Her little charge, Toto, has gotten into some natural, even hormonal mischief, chasing Miss Gulch’s cat. Yet the punishment will be dreadfully severe. It just doesn’t seem fair! But Dorothy, a quintessential adolescent, comes off as all elbows and histrionic gasps. She’s only in the way. “Dorothy, please! We’re trying to count!” her aunt chastises. “Don’t bother us now,” says Uncle Henry. They’re gathering up eggs, and Dorothy will make them lose track. Financial troubles threaten the farm; there’s no time for Dorothy’s breathless complaints.
The situation is the same with the rest in this dusty, grim world; the farmhands are all busy or give silly, heedless advice. “You going to let that old Gulch heifer buffalo you? Next time she squawks, walk right up to her and spit in her eye. That’s what I’d do,” advises Zeke.

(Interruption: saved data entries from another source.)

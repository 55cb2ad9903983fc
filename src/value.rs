//! # Decoded Register Values
//!
//! What a register block turns into after decoding: a scaled number or a
//! piece of text.

use std::fmt;

/// A successfully decoded register value.
///
/// Numbers are already scaled by the register multiplier and rounded to
/// three decimal places, so `Display` prints the shortest exact form
/// (`230`, `49.98`, `-0.125`).
///
/// # Example
///
/// ```rust
/// use modbus_poller::RegisterValue;
///
/// let volts = RegisterValue::Number(230.0);
/// assert_eq!(volts.to_string(), "230");
/// assert_eq!(RegisterValue::from("SN-42").to_string(), "SN-42");
/// ```
#[derive(Debug, Clone, PartialEq)]
pub enum RegisterValue {
    /// Scaled numeric value
    Number(f64),
    /// Text decoded from a `CHAR` register block
    Text(String),
}

impl RegisterValue {
    /// Numeric value, if this is a number
    #[inline]
    pub fn as_f64(&self) -> Option<f64> {
        match self {
            RegisterValue::Number(v) => Some(*v),
            RegisterValue::Text(_) => None,
        }
    }

    /// Text value, if this is text
    #[inline]
    pub fn as_text(&self) -> Option<&str> {
        match self {
            RegisterValue::Number(_) => None,
            RegisterValue::Text(s) => Some(s),
        }
    }

    /// Returns the type name as a string for logging/debugging.
    pub fn type_name(&self) -> &'static str {
        match self {
            RegisterValue::Number(_) => "number",
            RegisterValue::Text(_) => "text",
        }
    }
}

impl fmt::Display for RegisterValue {
    fn fmt(&self, f: &mut fmt::Formatter<'_>) -> fmt::Result {
        match self {
            RegisterValue::Number(v) => write!(f, "{}", v),
            RegisterValue::Text(s) => f.write_str(s),
        }
    }
}

impl From<f64> for RegisterValue {
    fn from(v: f64) -> Self {
        RegisterValue::Number(v)
    }
}

impl From<String> for RegisterValue {
    fn from(v: String) -> Self {
        RegisterValue::Text(v)
    }
}

impl From<&str> for RegisterValue {
    fn from(v: &str) -> Self {
        RegisterValue::Text(v.to_string())
    }
}

#[cfg(test)]
mod tests {
    use super::*;

    #[test]
    fn test_accessors() {
        assert_eq!(RegisterValue::Number(1.5).as_f64(), Some(1.5));
        assert_eq!(RegisterValue::Number(1.5).as_text(), None);
        assert_eq!(RegisterValue::from("abc").as_text(), Some("abc"));
        assert_eq!(RegisterValue::from("abc").as_f64(), None);
    }

    #[test]
    fn test_display() {
        assert_eq!(RegisterValue::Number(1234.0).to_string(), "1234");
        assert_eq!(RegisterValue::Number(-0.125).to_string(), "-0.125");
        assert_eq!(RegisterValue::Number(97.5).to_string(), "97.5");
        assert_eq!(RegisterValue::from("METER 1").to_string(), "METER 1");
    }

    #[test]
    fn test_type_name() {
        assert_eq!(RegisterValue::Number(0.0).type_name(), "number");
        assert_eq!(RegisterValue::from(String::new()).type_name(), "text");
    }
}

“Aw, you just won’t listen, that’s all,” says Dorothy. Her sense of what’s crucial is so different from the adults’. Her aunt seems impatient for Dorothy to grow up and realize what matters (counting eggs; maybe it’s time for Dorothy to take notice of her own incipient fertility), to give up childish concerns and take responsibility for the womanliness her body suggests she already possesses. Dorothy wears a pinafore that crams her breasts against her and spills into a frothy white yoke of blouse while every other woman in the movie wears a dress. Dorothy seems to have outgrown her childish frock without noticing, or perhaps she’s installed in a sort of transitional training dress, like the training wheels on a bicycle before a child knows how to maintain her balance, or like a “training bra,” those concoctions of padding and lace meant to train—not one’s breasts, certainly. Well, then, one’s mind into an acceptance of one’s breasts. Or the boys in one’s class into an acceptance of one’s acceptability.
How tired Aunt Em looks. One of the characters describes her face as “careworn,” as if she’ll soon be erased, rubbed away. Perhaps Em would like Dorothy to fill in for her. Instead, the girl frolics, indulging her high spirits. In her exuberance, she tries idly walking the balance beam of the fence top between the animal enclosures, but tumbles right into the hogs’ slovenly pen. The big loud beasts start to trample her, and she shrieks. Finally a man rescues her; the other farmhands rush up. Their circle of warm laughter is descended upon by the irate Em.
Dorothy’s first fall is due to her carefreeness, her animal high spirits (like Toto, she wanders after “trouble”). Dorothy can’t keep her balance; she is not used to the weight of being a woman yet. And her burgeoning, fence-flouting femaleness lands her flat in the mire. The farmhands all come running. She gets them to show concern when Aunt Em won’t. Unrescued, though, wouldn’t she be a “Miss Gulch”?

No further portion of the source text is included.